Email is a sort of necessary evil. Given the fact that most of us don’t have the option to ditch it altogether (the phone calls I could handle, but could we really go back to just snail mail and faxing in business?), we are pretty much stuck with it.  As awesome as it is in many ways, it can also cause a great deal of stress for many people.

Here are some quick changes you can make that may take a little of the ‘evil’ away.

  1. Keep your inbox to as few emails as possible, and have a habit of emptying it daily. If you can’t action all the emails every day, use a task management tool to record those you still need to action and then file them away. You could also use flags or categories to mark them as Pending Action so you don’t forget about them.
  2. Don’t trust “unread marks”. Sometimes we accidentally mark emails as unread then lose them in the clutter without reading them. If it was an important email, that could really ruin your week.
  3. Think twice before hitting “send”. Could this end up being a chain of emails that take up a lot of time? Would you be better off with a quick phone conversation? Sometimes a 10-email conversation can be made over the phone in just 30 seconds. And the more emails you send, the more emails you get in reply!
  4. Write shorter emails. One line of thought is that you can construct any email you wish in 5 sentences or less (or even three, but my verbose personality objects too strongly for me to try that one!). That will save you a significant amount of time (once you get used to it, of course – the first few times I did it I spent a fair amount of editing time reducing my words!).
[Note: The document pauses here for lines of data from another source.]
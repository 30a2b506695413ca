//! Frequency aggregation: the word-length percentage distribution for
//! one song, and average word length grouped by release year across
//! the library.

use std::collections::BTreeMap;

use crate::analysis::stats::round2;
use crate::model::Song;
use crate::{Error, Result};

/// Longest word length the distribution accounts for. Longer words are
/// outside the contract and panic on bucket indexing.
const MAX_WORD_LENGTH: usize = 44;

/// Build the length -> percentage distribution for one token sequence.
///
/// Every token adds `100 / total` to the bucket matching its character
/// length. Buckets are rounded to 2 decimals after all additions, then
/// trailing zero buckets are pruned scanning down from length 44;
/// interior zeros below the last populated length are retained.
pub fn word_length_frequency(words: &[String]) -> Result<BTreeMap<usize, f64>> {
    if words.is_empty() {
        return Err(Error::EmptyLyrics);
    }

    let share = 100.0 / words.len() as f64;
    let mut buckets = [0.0_f64; MAX_WORD_LENGTH + 1];
    for word in words {
        buckets[word.chars().count()] += share;
    }

    // Round after accumulation, then prune on the rounded values so a
    // bucket that rounds down to zero still counts as trailing.
    for pct in &mut buckets {
        *pct = round2(*pct);
    }
    let last_populated = buckets.iter().rposition(|&pct| pct != 0.0).unwrap_or(0);

    Ok(buckets[..=last_populated]
        .iter()
        .enumerate()
        .map(|(length, &pct)| (length, pct))
        .collect())
}

/// Average word length per release year across the supplied songs.
///
/// Songs are grouped by `released`; per group the token counts and the
/// summed character counts of all tokens are accumulated
/// independently, and the group value is chars / words rounded to 2
/// decimals. `None` (no release year) sorts first, matching the NULL
/// placement of `ORDER BY released` in SQLite.
pub fn avg_word_length_by_year(songs: &[Song]) -> Result<BTreeMap<Option<i32>, f64>> {
    let mut totals: BTreeMap<Option<i32>, (usize, usize)> = BTreeMap::new();

    for song in songs {
        let words = song.word_list();
        let chars: usize = words.iter().map(|w| w.chars().count()).sum();
        let entry = totals.entry(song.released).or_insert((0, 0));
        entry.0 += words.len();
        entry.1 += chars;
    }

    totals
        .into_iter()
        .map(|(year, (words, chars))| {
            if words == 0 {
                return Err(Error::EmptyLyrics);
            }
            Ok((year, round2(chars as f64 / words as f64)))
        })
        .collect()
}
//! Remote lyrics fetching for strophe.
//!
//! Implements the provider client (Genius web API), the local-first
//! song resolution flow, and configuration loading.

#![deny(unsafe_code)]
#![warn(missing_debug_implementations)]

pub mod config;
pub mod error;
pub mod genius;
pub mod resolve;

pub use config::Config;
pub use error::{FetchError, FetchResult};
pub use genius::{GeniusClient, LyricsProvider, ProviderSong};
pub use resolve::resolve;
  5. Keep your folders to a minimum. Try the ‘no scroll’ rule. If you have to scroll to get to a folder, you have too many. We don’t need a great deal of folders – most email programs have a great search function that enables you to find emails you’ve filed using key words (not to mention that we’d only go looking for less than 20% of the filed emails anyway). If you have too many folders, you spend too long worrying about where to put things, and where to find them again. Keep it simple; only go to second-level nesting, and keep the first level to one screen. Or try having just one and using ‘search’ and ‘sort’ to find them.
  6. Unsubscribe – you don’t have enough time to read them anyway. Instead, bookmark the blog or website so you can go and look at it when you need something or have time for some reading.